* _TASK DIRECTIONS_
In the entries below, the word "DatabaseTarget" appears on some lines. Copy each of those lines.

--- TASK INPUTS Enclosed Below ---

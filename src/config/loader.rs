//! Configuration loader with TOML parsing and environment variable overrides

use super::schema::{AirSyncConfig, DatabaseTarget};
use super::secret::secret_string;
use crate::domain::errors::AirSyncError;
use crate::domain::result::Result;
use crate::domain::StreamKey;
use regex::Regex;
use std::fs;
use std::path::Path;

/// Loads configuration from a TOML file
///
/// This function:
/// 1. Reads the TOML file
/// 2. Performs environment variable substitution (${VAR} syntax)
/// 3. Parses the TOML into AirSyncConfig
/// 4. Applies environment variable overrides (AIRSYNC_* prefix)
/// 5. Validates the configuration
///
/// # Errors
///
/// Returns [`AirSyncError::Configuration`] if the file is missing or
/// unreadable, a referenced variable is unset, parsing fails or validation
/// fails.
///
/// # Examples
///
/// ```no_run
/// use airsync::config::load_config;
///
/// let config = load_config("airsync.toml").expect("Failed to load config");
/// println!("page limit: {}", config.source.page_limit);
/// ```
pub fn load_config(path: impl AsRef<Path>) -> Result<AirSyncConfig> {
    let path = path.as_ref();

    if !path.exists() {
        return Err(AirSyncError::Configuration(format!(
            "Configuration file not found: {}",
            path.display()
        )));
    }

    let contents = fs::read_to_string(path).map_err(|e| {
        AirSyncError::Configuration(format!(
            "Failed to read configuration file {}: {}",
            path.display(),
            e
        ))
    })?;

    let contents = substitute_env_vars(&contents)?;

    let mut config: AirSyncConfig = toml::from_str(&contents)
        .map_err(|e| AirSyncError::Configuration(format!("Failed to parse TOML: {e}")))?;

    apply_env_overrides(&mut config)?;

    config.validate().map_err(|e| {
        AirSyncError::Configuration(format!("Configuration validation failed: {e}"))
    })?;

    Ok(config)
}

/// Substitutes environment variables in the format ${VAR_NAME}
///
/// Comment lines are left untouched so documented placeholders do not have
/// to be set.
///
/// # Errors
///
/// Returns an error listing every referenced variable that is not set
fn substitute_env_vars(input: &str) -> Result<String> {
    let re = Regex::new(r"\$\{([A-Z_][A-Z0-9_]*)\}")
        .map_err(|e| AirSyncError::Configuration(format!("Invalid substitution pattern: {e}")))?;
    let mut lines = Vec::new();
    let mut missing_vars: Vec<String> = Vec::new();

    for line in input.lines() {
        if line.trim_start().starts_with('#') {
            lines.push(line.to_string());
            continue;
        }

        let mut processed_line = line.to_string();
        for cap in re.captures_iter(line) {
            let var_name = &cap[1];
            match std::env::var(var_name) {
                Ok(value) => {
                    processed_line = processed_line.replace(&cap[0], &value);
                }
                Err(_) => {
                    if !missing_vars.iter().any(|v| v == var_name) {
                        missing_vars.push(var_name.to_string());
                    }
                }
            }
        }
        lines.push(processed_line);
    }

    if !missing_vars.is_empty() {
        return Err(AirSyncError::Configuration(format!(
            "Missing required environment variables: {}",
            missing_vars.join(", ")
        )));
    }

    Ok(lines.join("\n"))
}

fn parse_override<T: std::str::FromStr>(name: &str, value: &str) -> Result<T> {
    value.parse().map_err(|_| {
        AirSyncError::Configuration(format!("Invalid value '{value}' for {name}"))
    })
}

/// Applies environment variable overrides using the AIRSYNC_* prefix
///
/// Variables follow the pattern `AIRSYNC_<SECTION>_<KEY>`, for example
/// `AIRSYNC_SOURCE_PAGE_LIMIT` or `AIRSYNC_POSTGRESQL_CONNECTION_STRING`.
fn apply_env_overrides(config: &mut AirSyncConfig) -> Result<()> {
    let var = |name: &str| std::env::var(name).ok();

    if let Some(val) = var("AIRSYNC_APPLICATION_LOG_LEVEL") {
        config.application.log_level = val;
    }

    // Source overrides
    if let Some(val) = var("AIRSYNC_SOURCE_LOCATIONS_BASE_URL") {
        config.source.locations_base_url = val;
    }
    if let Some(val) = var("AIRSYNC_SOURCE_MEASUREMENTS_BASE_URL") {
        config.source.measurements_base_url = val;
    }
    if let Some(val) = var("AIRSYNC_SOURCE_API_KEY") {
        config.source.api_key = Some(secret_string(val));
    }
    if let Some(val) = var("AIRSYNC_SOURCE_PAGE_LIMIT") {
        config.source.page_limit = parse_override("AIRSYNC_SOURCE_PAGE_LIMIT", &val)?;
    }
    if let Some(val) = var("AIRSYNC_SOURCE_TIMEOUT_SECONDS") {
        config.source.timeout_seconds = parse_override("AIRSYNC_SOURCE_TIMEOUT_SECONDS", &val)?;
    }
    if let Some(val) = var("AIRSYNC_SOURCE_INITIAL_LOOKBACK_DAYS") {
        config.source.initial_lookback_days =
            parse_override("AIRSYNC_SOURCE_INITIAL_LOOKBACK_DAYS", &val)?;
    }
    if let Some(val) = var("AIRSYNC_SOURCE_STREAM") {
        config.source.stream = StreamKey::new(val).map_err(AirSyncError::Configuration)?;
    }
    if let Some(val) = var("AIRSYNC_SOURCE_RETRY_MAX_ATTEMPTS") {
        config.source.retry.max_attempts =
            parse_override("AIRSYNC_SOURCE_RETRY_MAX_ATTEMPTS", &val)?;
    }

    if let Some(val) = var("AIRSYNC_DATABASE_TARGET") {
        config.database_target = match val.to_lowercase().as_str() {
            "postgresql" => DatabaseTarget::PostgreSQL,
            "memory" => DatabaseTarget::Memory,
            other => {
                return Err(AirSyncError::Configuration(format!(
                    "Invalid AIRSYNC_DATABASE_TARGET '{other}'. Must be one of: postgresql, memory"
                )))
            }
        };
    }

    // PostgreSQL overrides (only if PostgreSQL is configured)
    if let Some(ref mut pg) = config.postgresql {
        if let Some(val) = var("AIRSYNC_POSTGRESQL_CONNECTION_STRING") {
            pg.connection_string = secret_string(val);
        }
        if let Some(val) = var("AIRSYNC_POSTGRESQL_MAX_CONNECTIONS") {
            pg.max_connections = parse_override("AIRSYNC_POSTGRESQL_MAX_CONNECTIONS", &val)?;
        }
        if let Some(val) = var("AIRSYNC_POSTGRESQL_SSL_MODE") {
            pg.ssl_mode = val;
        }
    }

    // Alert overrides
    if let Some(val) = var("AIRSYNC_ALERTS_ENABLED") {
        config.alerts.enabled = parse_override("AIRSYNC_ALERTS_ENABLED", &val)?;
    }
    if let Some(val) = var("AIRSYNC_ALERTS_SEED_DEMO_RULES") {
        config.alerts.seed_demo_rules = parse_override("AIRSYNC_ALERTS_SEED_DEMO_RULES", &val)?;
    }

    // Logging overrides
    if let Some(val) = var("AIRSYNC_LOGGING_LOCAL_ENABLED") {
        config.logging.local_enabled = parse_override("AIRSYNC_LOGGING_LOCAL_ENABLED", &val)?;
    }
    if let Some(val) = var("AIRSYNC_LOGGING_LOCAL_PATH") {
        config.logging.local_path = val;
    }

    Ok(())
}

--- End of Enclosed TASK INPUTS ---

* _SOLUTION TO THE PROBLEM_
use super::schema::{AirSyncConfig, DatabaseTarget};
            "postgresql" => DatabaseTarget::PostgreSQL,
            "memory" => DatabaseTarget::Memory,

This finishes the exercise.